*** Opening GIVEN DATA ***

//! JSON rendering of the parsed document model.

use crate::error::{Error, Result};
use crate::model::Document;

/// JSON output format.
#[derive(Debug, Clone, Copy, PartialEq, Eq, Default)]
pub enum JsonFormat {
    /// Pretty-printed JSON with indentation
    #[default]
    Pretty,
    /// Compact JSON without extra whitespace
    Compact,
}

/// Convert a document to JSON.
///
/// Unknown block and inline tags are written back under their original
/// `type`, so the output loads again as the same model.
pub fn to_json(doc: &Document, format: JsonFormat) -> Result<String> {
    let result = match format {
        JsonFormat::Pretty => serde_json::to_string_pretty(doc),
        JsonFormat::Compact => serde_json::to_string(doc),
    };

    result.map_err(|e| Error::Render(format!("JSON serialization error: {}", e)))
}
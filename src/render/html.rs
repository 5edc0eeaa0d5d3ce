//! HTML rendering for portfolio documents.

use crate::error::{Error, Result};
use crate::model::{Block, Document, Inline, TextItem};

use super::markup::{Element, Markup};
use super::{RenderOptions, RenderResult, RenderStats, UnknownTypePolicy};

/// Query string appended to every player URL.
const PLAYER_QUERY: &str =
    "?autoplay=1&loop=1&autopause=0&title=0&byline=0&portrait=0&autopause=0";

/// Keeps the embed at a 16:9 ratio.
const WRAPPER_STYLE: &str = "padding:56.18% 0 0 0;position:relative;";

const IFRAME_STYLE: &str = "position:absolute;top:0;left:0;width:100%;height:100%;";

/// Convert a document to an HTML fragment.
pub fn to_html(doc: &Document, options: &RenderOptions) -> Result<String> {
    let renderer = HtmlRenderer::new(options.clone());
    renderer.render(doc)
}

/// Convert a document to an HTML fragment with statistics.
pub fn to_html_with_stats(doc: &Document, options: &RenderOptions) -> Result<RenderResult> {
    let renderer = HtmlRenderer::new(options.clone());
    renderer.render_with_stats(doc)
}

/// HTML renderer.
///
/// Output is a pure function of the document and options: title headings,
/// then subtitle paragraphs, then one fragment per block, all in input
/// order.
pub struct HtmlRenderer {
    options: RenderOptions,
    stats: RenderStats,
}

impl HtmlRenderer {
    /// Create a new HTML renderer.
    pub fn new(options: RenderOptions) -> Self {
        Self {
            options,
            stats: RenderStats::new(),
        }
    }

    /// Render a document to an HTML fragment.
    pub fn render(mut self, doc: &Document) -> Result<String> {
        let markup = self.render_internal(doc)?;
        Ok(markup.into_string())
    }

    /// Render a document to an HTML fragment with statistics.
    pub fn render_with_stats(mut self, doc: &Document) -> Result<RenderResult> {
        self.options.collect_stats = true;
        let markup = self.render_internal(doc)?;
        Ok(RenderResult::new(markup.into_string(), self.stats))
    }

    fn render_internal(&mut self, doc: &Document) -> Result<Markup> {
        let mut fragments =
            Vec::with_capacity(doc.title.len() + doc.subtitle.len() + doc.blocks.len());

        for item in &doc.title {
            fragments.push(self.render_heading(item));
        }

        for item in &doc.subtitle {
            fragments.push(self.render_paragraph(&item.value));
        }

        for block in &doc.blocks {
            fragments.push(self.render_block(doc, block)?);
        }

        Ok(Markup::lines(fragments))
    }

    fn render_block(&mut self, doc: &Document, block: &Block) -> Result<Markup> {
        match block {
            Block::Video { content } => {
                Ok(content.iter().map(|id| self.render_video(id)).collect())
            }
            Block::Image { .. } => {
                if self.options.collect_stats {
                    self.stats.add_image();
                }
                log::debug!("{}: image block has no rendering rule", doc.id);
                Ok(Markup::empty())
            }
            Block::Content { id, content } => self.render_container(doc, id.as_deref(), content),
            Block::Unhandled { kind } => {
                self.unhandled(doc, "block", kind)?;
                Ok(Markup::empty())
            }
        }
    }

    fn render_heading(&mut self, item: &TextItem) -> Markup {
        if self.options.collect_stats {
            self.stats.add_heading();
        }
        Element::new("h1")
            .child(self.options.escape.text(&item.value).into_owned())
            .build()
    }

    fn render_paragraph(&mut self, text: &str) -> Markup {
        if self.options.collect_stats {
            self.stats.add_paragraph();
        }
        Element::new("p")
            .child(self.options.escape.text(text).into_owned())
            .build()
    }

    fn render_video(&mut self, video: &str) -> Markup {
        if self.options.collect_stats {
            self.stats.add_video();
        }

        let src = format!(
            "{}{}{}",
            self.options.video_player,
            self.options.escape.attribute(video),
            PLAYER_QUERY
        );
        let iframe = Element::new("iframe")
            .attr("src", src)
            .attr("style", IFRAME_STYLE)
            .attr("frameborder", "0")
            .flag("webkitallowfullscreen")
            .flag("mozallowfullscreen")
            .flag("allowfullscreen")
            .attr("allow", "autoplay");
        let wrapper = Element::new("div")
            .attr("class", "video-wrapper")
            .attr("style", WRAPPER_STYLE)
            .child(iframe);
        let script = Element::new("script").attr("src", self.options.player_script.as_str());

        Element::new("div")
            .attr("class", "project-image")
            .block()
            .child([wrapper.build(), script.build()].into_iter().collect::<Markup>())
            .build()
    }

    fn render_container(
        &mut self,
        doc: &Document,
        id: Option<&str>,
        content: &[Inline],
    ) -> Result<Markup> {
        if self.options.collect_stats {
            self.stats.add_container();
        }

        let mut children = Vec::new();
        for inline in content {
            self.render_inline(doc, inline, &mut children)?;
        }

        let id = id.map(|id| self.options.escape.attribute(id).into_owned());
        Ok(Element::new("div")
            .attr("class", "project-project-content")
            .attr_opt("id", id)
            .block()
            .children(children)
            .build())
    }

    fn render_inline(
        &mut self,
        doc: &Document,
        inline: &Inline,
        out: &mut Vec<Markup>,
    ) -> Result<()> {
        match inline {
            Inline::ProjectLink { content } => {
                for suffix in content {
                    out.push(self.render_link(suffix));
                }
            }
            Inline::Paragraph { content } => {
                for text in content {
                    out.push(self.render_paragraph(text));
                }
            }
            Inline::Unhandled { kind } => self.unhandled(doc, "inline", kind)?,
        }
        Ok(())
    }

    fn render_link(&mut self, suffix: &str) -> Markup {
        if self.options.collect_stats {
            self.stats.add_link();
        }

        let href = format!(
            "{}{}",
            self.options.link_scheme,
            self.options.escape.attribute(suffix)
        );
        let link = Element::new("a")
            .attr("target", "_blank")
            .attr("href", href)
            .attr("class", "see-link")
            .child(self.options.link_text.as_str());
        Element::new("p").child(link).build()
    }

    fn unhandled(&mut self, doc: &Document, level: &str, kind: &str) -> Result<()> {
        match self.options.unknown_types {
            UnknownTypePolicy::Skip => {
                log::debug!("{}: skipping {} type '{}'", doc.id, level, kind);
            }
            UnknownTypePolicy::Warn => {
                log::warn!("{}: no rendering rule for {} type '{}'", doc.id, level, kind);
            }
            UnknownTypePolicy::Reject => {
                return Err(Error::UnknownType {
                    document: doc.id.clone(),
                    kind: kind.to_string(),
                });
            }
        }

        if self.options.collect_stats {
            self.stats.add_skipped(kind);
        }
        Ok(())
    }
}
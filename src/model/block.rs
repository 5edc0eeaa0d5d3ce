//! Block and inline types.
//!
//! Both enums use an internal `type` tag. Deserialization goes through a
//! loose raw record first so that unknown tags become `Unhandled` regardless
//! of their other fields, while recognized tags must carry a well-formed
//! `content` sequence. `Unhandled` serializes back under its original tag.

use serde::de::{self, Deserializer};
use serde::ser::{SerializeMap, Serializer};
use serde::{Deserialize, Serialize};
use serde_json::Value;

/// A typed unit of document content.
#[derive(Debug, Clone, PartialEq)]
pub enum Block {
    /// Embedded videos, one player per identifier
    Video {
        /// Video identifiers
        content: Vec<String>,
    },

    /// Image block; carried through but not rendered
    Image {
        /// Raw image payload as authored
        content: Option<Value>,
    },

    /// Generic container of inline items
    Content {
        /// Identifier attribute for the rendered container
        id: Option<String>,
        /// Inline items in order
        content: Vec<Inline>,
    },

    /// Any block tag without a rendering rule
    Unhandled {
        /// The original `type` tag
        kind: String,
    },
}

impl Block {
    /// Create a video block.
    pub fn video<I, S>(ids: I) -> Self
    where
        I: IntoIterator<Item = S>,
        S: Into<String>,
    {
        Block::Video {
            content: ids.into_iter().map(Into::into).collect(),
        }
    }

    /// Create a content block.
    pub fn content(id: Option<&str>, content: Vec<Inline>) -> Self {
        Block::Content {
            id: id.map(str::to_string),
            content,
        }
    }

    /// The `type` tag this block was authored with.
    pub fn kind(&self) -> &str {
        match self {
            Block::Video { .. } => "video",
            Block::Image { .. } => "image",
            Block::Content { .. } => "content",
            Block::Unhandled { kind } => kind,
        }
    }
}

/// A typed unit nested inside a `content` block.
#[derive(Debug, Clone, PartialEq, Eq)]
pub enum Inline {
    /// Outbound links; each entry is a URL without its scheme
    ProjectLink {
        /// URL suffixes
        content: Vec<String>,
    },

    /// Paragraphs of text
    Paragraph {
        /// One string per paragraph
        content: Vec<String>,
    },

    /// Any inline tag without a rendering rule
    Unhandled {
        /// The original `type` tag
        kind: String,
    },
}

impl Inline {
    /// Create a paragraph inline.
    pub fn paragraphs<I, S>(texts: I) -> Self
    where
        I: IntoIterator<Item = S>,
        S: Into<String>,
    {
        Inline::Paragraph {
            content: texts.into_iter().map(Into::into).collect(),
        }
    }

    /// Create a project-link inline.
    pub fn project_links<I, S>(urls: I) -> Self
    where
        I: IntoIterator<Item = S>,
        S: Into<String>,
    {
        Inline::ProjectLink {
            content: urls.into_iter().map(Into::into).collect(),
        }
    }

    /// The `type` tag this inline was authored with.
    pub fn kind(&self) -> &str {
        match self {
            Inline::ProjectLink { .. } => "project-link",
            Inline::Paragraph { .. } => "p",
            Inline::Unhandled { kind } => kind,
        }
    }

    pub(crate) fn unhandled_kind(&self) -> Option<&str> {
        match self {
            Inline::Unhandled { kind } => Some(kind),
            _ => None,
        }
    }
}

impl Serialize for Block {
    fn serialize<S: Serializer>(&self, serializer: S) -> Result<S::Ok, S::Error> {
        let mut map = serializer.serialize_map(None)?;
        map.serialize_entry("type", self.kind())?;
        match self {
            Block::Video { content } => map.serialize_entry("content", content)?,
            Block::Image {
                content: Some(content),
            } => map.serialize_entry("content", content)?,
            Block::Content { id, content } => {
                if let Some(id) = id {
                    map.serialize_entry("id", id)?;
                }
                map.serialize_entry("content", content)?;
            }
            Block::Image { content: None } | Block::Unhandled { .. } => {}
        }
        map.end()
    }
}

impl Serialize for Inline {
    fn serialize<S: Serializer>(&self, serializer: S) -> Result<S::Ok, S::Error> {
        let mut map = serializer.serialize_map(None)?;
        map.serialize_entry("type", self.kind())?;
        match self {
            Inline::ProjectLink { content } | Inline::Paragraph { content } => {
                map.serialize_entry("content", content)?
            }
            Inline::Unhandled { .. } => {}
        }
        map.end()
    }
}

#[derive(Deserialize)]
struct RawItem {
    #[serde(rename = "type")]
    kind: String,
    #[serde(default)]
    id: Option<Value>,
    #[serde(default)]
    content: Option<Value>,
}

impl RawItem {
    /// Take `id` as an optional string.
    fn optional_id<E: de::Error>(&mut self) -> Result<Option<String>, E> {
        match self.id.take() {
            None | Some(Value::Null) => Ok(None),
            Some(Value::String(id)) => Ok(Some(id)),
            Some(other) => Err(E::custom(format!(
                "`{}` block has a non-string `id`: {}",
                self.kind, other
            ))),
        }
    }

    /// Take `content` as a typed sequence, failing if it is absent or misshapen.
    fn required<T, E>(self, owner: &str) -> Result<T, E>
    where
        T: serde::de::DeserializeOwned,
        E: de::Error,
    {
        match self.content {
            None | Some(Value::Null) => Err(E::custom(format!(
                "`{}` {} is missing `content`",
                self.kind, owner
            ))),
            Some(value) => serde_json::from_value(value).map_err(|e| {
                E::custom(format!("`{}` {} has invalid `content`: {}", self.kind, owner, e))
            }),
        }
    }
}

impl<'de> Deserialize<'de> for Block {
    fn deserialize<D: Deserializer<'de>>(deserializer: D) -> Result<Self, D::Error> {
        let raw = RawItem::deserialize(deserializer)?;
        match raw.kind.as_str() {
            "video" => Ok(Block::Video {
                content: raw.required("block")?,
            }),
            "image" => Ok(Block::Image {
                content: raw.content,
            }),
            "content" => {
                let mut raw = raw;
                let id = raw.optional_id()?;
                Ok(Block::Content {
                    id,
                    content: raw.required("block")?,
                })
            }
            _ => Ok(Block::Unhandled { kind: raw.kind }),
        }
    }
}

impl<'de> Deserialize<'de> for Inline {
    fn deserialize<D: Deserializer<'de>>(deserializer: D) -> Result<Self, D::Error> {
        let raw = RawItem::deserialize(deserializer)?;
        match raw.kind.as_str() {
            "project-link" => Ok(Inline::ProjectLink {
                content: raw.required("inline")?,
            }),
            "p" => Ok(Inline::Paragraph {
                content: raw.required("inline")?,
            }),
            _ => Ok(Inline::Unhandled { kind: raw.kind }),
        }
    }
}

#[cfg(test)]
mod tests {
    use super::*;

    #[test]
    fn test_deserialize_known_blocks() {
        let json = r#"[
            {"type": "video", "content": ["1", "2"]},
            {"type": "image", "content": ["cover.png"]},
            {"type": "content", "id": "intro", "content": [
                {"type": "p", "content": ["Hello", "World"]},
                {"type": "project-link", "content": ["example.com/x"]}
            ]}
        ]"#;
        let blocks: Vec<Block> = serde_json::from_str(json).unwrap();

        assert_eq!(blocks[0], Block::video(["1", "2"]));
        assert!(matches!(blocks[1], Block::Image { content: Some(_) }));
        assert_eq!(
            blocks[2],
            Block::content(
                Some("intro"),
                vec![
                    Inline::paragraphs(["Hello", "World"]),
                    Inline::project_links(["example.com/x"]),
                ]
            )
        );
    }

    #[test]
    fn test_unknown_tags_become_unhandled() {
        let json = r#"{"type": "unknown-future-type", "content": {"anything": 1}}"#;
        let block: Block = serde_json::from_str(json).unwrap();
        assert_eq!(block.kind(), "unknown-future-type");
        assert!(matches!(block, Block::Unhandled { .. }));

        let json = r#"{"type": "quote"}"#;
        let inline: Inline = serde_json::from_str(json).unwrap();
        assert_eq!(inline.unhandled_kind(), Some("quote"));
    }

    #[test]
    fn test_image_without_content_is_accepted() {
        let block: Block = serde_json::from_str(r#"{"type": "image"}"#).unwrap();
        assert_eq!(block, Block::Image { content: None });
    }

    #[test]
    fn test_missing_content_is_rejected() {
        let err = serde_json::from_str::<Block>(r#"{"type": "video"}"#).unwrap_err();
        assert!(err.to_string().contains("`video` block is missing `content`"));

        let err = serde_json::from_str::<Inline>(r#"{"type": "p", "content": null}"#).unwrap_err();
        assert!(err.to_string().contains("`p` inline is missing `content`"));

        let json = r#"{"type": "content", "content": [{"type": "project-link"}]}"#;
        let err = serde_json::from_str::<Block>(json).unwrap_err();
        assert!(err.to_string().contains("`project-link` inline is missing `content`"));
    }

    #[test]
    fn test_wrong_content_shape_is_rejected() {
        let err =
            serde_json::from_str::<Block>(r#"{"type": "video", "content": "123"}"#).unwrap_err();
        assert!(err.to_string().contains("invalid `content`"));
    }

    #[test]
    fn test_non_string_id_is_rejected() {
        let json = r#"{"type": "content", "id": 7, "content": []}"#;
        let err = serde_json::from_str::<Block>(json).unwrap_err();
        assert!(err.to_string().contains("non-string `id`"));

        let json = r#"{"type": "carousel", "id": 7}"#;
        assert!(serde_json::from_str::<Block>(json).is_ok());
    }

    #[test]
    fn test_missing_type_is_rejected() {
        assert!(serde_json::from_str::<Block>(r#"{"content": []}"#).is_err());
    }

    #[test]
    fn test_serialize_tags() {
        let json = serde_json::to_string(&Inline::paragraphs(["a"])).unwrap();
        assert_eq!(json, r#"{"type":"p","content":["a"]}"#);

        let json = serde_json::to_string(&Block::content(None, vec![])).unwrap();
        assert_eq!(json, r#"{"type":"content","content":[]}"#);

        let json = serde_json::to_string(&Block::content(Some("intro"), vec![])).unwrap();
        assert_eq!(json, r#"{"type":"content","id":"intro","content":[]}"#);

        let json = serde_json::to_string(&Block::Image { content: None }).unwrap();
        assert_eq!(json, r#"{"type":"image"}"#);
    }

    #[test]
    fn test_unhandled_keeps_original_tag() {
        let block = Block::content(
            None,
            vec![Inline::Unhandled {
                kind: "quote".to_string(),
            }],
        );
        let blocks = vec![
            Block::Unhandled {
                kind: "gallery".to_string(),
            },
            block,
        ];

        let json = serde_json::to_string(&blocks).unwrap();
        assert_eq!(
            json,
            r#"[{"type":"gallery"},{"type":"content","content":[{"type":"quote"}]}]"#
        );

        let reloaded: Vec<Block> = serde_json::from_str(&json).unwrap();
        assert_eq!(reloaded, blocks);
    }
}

*** Closing GIVEN DATA ***

> _ASSIGNED TASK_:
Copy out, in full, each line above that has the word "invalid" in it.

> _WRITTEN SOLUTION_:
                E::custom(format!("`{}` {} has invalid `content`: {}", self.kind, owner, e))
        assert!(err.to_string().contains("invalid `content`"));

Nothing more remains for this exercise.